I really like this commentary Ken. I like how direct your words are, with no help of examples. This way of writing is the one that reaches me the most.

Unknown said...

Thank you, Ken, for this commentary. And generally speaking, I'm quite grateful for your presence as a guide - your clear articulation of complex concepts has benefited my practice and study enormously.
Cheers and thank you,
Cree Vega, Seattle

Unknown said...

Being the good practioner keeps alive the illusion there is a self that can be rescued and sequestered to a ‘good’ life away from the ‘bad’.

Wisdom arises from confusion like a palace constructed from a junkyard. No junk no palace.

The sky never becomes the sunshine or the clouds, yet is the stage for both. The clouds and the sky continue a dance. What is it like from the inside?

The watcher can only see a pale faint description. The experience can know.

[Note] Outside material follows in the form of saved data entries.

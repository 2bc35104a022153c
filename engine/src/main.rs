//! shelfdb server binary.

use anyhow::{Context, Result};
use clap::{Parser, Subcommand};
use std::sync::Arc;
use tracing::{error, info};
use tracing_subscriber::EnvFilter;

use shelfdb_engine::{
    recover, AppConfig, AppState, EmbeddingClient, FileStorage, StorageBackend, VectorDbService,
};

#[derive(Parser)]
#[command(name = "shelfdb", about = "shelfdb vector database server")]
struct Cli {
    /// Directory for durable storage (overrides SHELFDB_DATA_DIR)
    #[arg(short, long)]
    data_dir: Option<String>,

    #[command(subcommand)]
    cmd: Commands,
}

#[derive(Subcommand)]
enum Commands {
    /// Start the HTTP API server
    Serve {
        /// Bind host
        #[arg(long, default_value = "0.0.0.0")]
        host: String,

        /// Bind port (overrides SHELFDB_API_PORT)
        #[arg(long)]
        port: Option<u16>,
    },
}

#[tokio::main]
async fn main() -> Result<()> {
    tracing_subscriber::fmt()
        .with_env_filter(
            EnvFilter::try_from_default_env().unwrap_or_else(|_| EnvFilter::new("info")),
        )
        .init();

    let cli = Cli::parse();
    let mut config = AppConfig::from_env().context("invalid configuration")?;
    if let Some(dir) = cli.data_dir {
        config.data_dir = dir.into();
    }

    match cli.cmd {
        Commands::Serve { host, port } => {
            if let Some(port) = port {
                config.api_port = port;
            }
            serve(config, host).await
        }
    }
}

async fn serve(config: AppConfig, host: String) -> Result<()> {
    let data_path = config.data_path();
    info!(data_path = %data_path.display(), "opening storage");
    let storage: Arc<dyn StorageBackend> = Arc::new(
        FileStorage::open(&data_path)
            .await
            .context("failed to open storage")?,
    );

    let embedder = match EmbeddingClient::new(config.embedding.clone()) {
        Ok(client) => Some(Arc::new(client)),
        Err(e) => {
            error!(error = %e, "embedding client unavailable");
            None
        }
    };
    let state = AppState::new(embedder);

    // Bind before recovery so early requests get a clean 503 instead of a
    // connection refusal.
    let addr = format!("{host}:{}", config.api_port);
    let listener = tokio::net::TcpListener::bind(&addr)
        .await
        .with_context(|| format!("failed to bind {addr}"))?;
    info!(addr = %addr, "listening; recovery in progress");

    let app = shelfdb_engine::router(state.clone());
    let server = tokio::spawn(async move { axum::serve(listener, app).await });

    let store = recover(&storage).await.context("recovery failed")?;
    let n_libraries = store.len();
    state.set_service(Arc::new(VectorDbService::with_store(store, storage)));
    info!(n_libraries, "recovery complete; serving");

    server
        .await
        .context("server task panicked")?
        .context("server failed")?;
    Ok(())
}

Literal thinking treats ritual like an exam with magical rewards.
Open thinking treats it as tonight’s work; whole in and of itself. Happy Sissyphus! And yet there is a kind of magic when the focus is on opening not receiving, is that the mystery?

Practice more ritual and yet be ready to let the ritual go completely.

The elegance of the wrist of the tea maker,
from the molecules to the view from outer space.

What if we could rest right there?

Back to the cleaning the toilet.

Diane de Ford said...

Sitting with this verse and the commentary, words seem less available than a strong felt sense of what is being shared.

There is much to reflect on here... I am reminded as I read the commentary on mind and mind itself of a teaching given by my teacher Dzigar Kongtrul. He speaks to "renouncing the hook" as a means to knowing mind itself.

I believe I'm beginning to understand this as a feeling. And, I have always thought it would be something I'd be able to explain with words!

georgegarvin said...

"a distinction is made between mind and mind itself. "

I find this confusing. The distinction may be described as between the relative and absolute mind, though this may sound like jargon. Alternatively, the distinction is between the nature of mind and what the mind apprehends or perceives.

Anonymous said...

Thank you for this one, Ken.

Mri said...

This line particularly spoke to me: "In particular, the careful calculations we tend to make as to what is right or wrong in any given situation dissipate energy. ". To me this points to the subtle emotional forces that are driving the need to 'sort everything out', or to make sense of things.
This line about ritual, you might need to unpack a bit more. I think I understand what you're talking about, but I'm not sure I could explain it: "Often the only way they can do so is to regress psychologically and become as a child, letting go of their mature intelligence and reverting to magical thinking and naive belief." An example might be helpful, perhaps contracting the non-conceptional approach with the childish approach.
Enjoying this commentary very much. Thanks.